*The task*. Would you please copy every line from the records that contains the word "derive"?

#### The input ####

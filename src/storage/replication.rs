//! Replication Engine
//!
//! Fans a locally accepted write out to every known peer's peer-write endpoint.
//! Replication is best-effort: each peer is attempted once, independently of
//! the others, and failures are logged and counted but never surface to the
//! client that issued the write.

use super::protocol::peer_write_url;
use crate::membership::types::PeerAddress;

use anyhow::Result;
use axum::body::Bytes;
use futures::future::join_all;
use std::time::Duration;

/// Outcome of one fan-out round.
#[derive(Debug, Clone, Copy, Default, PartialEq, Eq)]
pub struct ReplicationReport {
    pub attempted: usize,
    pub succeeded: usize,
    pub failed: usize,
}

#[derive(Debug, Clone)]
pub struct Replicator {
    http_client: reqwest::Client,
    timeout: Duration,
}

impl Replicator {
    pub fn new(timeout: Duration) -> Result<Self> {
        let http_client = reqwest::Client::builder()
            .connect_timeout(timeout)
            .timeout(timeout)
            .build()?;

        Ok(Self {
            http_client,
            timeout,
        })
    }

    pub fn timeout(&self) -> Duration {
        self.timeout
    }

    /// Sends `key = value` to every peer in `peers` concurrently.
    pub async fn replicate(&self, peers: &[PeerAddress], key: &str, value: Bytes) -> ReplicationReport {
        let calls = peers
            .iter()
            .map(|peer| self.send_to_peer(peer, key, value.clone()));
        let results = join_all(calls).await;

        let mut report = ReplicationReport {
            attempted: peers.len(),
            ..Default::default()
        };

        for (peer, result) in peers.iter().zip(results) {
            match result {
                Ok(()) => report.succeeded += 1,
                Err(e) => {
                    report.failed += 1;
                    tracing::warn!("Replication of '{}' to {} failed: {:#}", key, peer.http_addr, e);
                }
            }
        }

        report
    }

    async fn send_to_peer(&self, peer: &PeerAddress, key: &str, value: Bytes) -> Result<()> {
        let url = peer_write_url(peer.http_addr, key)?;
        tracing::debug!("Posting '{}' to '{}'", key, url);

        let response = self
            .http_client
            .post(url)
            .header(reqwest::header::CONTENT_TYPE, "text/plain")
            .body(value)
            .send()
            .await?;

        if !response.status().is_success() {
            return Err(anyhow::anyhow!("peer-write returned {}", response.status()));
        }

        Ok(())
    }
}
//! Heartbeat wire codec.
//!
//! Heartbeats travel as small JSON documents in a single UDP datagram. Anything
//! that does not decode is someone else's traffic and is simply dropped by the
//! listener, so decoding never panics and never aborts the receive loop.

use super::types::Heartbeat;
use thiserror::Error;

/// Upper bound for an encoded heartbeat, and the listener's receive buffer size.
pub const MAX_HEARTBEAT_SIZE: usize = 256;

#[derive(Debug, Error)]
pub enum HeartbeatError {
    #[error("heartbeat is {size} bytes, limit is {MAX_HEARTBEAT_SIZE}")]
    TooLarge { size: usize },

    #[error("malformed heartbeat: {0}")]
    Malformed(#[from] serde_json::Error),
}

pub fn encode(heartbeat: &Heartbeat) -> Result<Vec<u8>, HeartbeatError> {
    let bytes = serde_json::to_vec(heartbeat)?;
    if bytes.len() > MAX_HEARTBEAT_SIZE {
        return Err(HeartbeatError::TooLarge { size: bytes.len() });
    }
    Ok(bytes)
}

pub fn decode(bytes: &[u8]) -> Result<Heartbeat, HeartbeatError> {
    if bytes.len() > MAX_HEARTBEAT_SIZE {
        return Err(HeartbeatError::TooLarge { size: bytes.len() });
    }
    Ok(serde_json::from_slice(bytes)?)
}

####

*Expected output*.
#[derive(Debug, Clone, Copy, Default, PartialEq, Eq)]
#[derive(Debug, Clone)]
#[derive(Debug, Error)]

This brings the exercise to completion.